One of the standout features of Java 24 is its continued emphasis on performance optimisation. The introduction of new garbage collection algorithms and improvements in the JVM’s execution engine will enhance application performance, particularly for large-scale, high-throughput systems.
Security remains a paramount concern in modern technology, and Java 24 addresses this with robust security enhancements. The latest version includes updates to cryptographic libraries, better support for secure coding practices, and more stringent access controls, ensuring that Java applications can withstand emerging security threats.
Additionally, Java 24 aims to streamline the development experience through tooling improvements and better integration with modern development environments. Enhanced support for containerization and cloud-native development positions Java as a viable option for building scalable, distributed systems that leverage cloud infrastructures.
Furthermore, Java 24’s commitment to backward compatibility ensures that existing Java applications can seamlessly transition to the new version without extensive refactoring. This stability allows organisations to adopt the latest advancements without disrupting their current workflows.

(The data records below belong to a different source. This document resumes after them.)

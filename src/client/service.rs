use super::ClientError;
use super::circuit_breaker::{CircuitBreaker, CircuitState};
use crate::config::BreakerConfig;
use crate::domain::currency::Currency;
use crate::interfaces::rpc::Status;
use crate::interfaces::rpc::types::{
    CurrentBalanceRequest, CurrentBalanceResponse, ExchangeRateRequest, ExchangeRateResponse,
};
use async_trait::async_trait;
use futures::stream::BoxStream;
use rust_decimal::Decimal;
use std::sync::Arc;
use tracing::{debug, warn};
use uuid::Uuid;

pub type QuoteStream = BoxStream<'static, Result<ExchangeRateResponse, Status>>;

/// Transport to a bank boundary.
#[async_trait]
pub trait RemoteBank: Send + Sync {
    async fn current_balance(
        &self,
        req: CurrentBalanceRequest,
    ) -> Result<CurrentBalanceResponse, Status>;

    async fn exchange_rate(&self, req: ExchangeRateRequest) -> Result<QuoteStream, Status>;
}

pub type RemoteBankRef = Arc<dyn RemoteBank>;

/// Bank client whose calls all pass through one circuit breaker.
///
/// Methods return `Ok(None)` when the breaker spent the call on its
/// open to half-open transition.
pub struct BankClient {
    remote: RemoteBankRef,
    breaker: CircuitBreaker,
}

impl BankClient {
    pub fn new(remote: RemoteBankRef, config: BreakerConfig) -> Self {
        Self {
            remote,
            breaker: CircuitBreaker::new(config),
        }
    }

    pub async fn breaker_state(&self) -> CircuitState {
        self.breaker.state().await
    }

    pub async fn current_balance(
        &self,
        account_id: Uuid,
    ) -> Result<Option<CurrentBalanceResponse>, ClientError> {
        let remote = self.remote.clone();
        let req = CurrentBalanceRequest {
            account_id: account_id.to_string(),
        };
        let response = self
            .breaker
            .call(move || async move { Ok(remote.current_balance(req).await?) })
            .await
            .inspect_err(|err| warn!(account_id = %account_id, error = %err, "Balance request failed"))?;
        debug!(account_id = %account_id, skipped = response.is_none(), "Balance request done");
        Ok(response)
    }

    /// Opens a quote stream. Only opening the stream is guarded; the quotes
    /// themselves arrive at the bank's pace until the stream is dropped.
    pub async fn watch_exchange_rate(
        &self,
        from: Currency,
        to: Currency,
        amount: Decimal,
    ) -> Result<Option<QuoteStream>, ClientError> {
        let remote = self.remote.clone();
        let req = ExchangeRateRequest {
            from_currency: from.to_string(),
            to_currency: to.to_string(),
            amount,
        };
        self.breaker
            .call(move || async move { Ok(remote.exchange_rate(req).await?) })
            .await
            .inspect_err(|err| {
                warn!(from = %from, to = %to, error = %err, "Exchange rate stream request failed")
            })
    }
}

Java’s enduring relevance in modern technology is a testament to its foundational strengths and continuous evolution. Java 24, with its focus on performance, security, and developer experience, is well-equipped to compete with other programming languages in developing new age solutions. As the technology landscape continues to advance, Java’s adaptability and robust ecosystem will undoubtedly play a crucial role in shaping the future of software development.